*INPUT MATERIAL*
□ □ □ □

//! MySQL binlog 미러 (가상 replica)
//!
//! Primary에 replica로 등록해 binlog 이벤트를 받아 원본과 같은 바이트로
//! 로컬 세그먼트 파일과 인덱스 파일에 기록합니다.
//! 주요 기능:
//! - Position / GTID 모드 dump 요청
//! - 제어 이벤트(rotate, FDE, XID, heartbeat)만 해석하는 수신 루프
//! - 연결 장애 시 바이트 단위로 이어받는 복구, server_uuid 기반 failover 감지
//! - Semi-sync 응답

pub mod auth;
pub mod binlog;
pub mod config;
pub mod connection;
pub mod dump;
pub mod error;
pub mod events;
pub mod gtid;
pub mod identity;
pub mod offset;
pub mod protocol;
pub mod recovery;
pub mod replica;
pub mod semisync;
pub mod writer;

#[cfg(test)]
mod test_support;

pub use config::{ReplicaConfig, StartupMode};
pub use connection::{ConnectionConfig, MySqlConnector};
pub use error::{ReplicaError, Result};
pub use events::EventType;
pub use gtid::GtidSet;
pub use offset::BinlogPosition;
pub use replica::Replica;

□ □ □ □

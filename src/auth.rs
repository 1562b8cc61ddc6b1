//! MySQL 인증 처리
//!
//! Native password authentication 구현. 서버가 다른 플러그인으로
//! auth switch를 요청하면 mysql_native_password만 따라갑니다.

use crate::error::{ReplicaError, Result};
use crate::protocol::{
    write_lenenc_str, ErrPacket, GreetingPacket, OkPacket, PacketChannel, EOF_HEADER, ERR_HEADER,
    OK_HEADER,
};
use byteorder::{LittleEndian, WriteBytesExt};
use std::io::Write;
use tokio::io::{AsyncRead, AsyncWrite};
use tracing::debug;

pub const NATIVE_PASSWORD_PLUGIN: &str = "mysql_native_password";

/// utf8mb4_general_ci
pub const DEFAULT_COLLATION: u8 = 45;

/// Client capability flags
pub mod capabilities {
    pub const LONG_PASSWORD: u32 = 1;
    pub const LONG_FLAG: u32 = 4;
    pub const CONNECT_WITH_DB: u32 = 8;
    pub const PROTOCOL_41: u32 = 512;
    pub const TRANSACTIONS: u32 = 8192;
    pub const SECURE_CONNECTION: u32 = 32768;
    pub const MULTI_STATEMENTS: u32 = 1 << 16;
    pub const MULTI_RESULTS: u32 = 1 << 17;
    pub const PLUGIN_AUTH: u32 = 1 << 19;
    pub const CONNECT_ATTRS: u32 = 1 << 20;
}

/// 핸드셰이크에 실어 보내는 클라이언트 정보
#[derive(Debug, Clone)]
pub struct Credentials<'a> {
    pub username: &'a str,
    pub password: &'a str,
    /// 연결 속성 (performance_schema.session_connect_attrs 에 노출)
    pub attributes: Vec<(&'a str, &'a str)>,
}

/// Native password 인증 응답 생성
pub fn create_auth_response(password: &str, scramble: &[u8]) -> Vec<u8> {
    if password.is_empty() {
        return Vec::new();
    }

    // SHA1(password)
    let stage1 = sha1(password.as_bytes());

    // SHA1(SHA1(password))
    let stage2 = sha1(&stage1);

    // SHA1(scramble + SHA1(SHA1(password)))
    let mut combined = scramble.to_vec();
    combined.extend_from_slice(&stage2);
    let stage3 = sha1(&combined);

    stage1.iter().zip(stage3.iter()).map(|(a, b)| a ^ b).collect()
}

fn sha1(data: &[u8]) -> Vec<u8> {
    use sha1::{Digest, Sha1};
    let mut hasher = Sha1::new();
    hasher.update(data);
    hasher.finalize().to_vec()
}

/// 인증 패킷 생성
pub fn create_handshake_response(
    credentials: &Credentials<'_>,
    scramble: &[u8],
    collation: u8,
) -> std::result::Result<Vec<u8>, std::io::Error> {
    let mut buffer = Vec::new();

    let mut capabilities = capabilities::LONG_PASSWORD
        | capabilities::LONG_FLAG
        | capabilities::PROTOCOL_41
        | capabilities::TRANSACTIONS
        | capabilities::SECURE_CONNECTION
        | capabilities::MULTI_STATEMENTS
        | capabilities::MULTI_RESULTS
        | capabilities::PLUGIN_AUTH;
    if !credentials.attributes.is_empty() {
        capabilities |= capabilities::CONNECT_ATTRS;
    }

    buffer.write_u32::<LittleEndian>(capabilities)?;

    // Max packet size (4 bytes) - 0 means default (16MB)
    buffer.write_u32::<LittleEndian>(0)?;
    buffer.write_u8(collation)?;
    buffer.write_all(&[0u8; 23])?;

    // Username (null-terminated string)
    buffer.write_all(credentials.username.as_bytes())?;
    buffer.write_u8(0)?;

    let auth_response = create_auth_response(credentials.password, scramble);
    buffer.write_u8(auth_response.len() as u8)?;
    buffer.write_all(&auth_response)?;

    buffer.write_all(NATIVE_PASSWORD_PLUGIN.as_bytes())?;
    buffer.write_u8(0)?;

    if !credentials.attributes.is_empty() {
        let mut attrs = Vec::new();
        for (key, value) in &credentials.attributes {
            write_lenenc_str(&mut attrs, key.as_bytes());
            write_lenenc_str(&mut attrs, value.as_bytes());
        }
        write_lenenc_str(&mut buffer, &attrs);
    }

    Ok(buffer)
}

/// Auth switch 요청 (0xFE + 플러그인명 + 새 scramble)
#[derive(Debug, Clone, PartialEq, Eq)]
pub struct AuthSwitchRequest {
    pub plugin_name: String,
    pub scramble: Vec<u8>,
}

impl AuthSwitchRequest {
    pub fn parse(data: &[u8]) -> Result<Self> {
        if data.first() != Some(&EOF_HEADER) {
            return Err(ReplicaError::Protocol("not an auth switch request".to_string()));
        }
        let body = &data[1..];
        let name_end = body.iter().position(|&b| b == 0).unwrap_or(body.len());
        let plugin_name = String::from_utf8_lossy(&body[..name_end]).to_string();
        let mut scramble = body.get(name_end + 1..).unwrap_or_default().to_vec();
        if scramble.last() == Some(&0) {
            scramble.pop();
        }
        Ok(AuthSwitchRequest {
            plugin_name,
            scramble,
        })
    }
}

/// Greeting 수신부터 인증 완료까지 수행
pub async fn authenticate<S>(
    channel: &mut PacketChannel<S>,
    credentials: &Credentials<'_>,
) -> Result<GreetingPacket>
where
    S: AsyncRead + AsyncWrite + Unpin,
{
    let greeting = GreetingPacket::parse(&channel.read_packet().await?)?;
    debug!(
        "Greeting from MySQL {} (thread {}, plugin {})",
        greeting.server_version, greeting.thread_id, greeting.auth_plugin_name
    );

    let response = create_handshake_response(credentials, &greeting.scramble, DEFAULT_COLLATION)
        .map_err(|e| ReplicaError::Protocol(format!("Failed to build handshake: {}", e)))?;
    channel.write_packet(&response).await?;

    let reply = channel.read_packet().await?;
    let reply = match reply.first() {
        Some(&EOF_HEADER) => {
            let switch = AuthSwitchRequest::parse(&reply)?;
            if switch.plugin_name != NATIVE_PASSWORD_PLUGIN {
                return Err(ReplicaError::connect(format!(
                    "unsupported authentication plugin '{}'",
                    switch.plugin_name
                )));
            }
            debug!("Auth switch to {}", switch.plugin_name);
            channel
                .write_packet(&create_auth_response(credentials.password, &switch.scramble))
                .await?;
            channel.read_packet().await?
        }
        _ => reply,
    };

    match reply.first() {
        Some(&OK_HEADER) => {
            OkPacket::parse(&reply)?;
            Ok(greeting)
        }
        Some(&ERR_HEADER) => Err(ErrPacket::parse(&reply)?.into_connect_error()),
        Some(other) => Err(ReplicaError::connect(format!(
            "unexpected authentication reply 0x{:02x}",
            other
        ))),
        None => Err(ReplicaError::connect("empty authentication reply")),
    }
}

□ □ □ □

*WORK ITEM*
How many lines of the listing above include the word "AsyncRead"? State the number and nothing else.

*SOLUTION*
2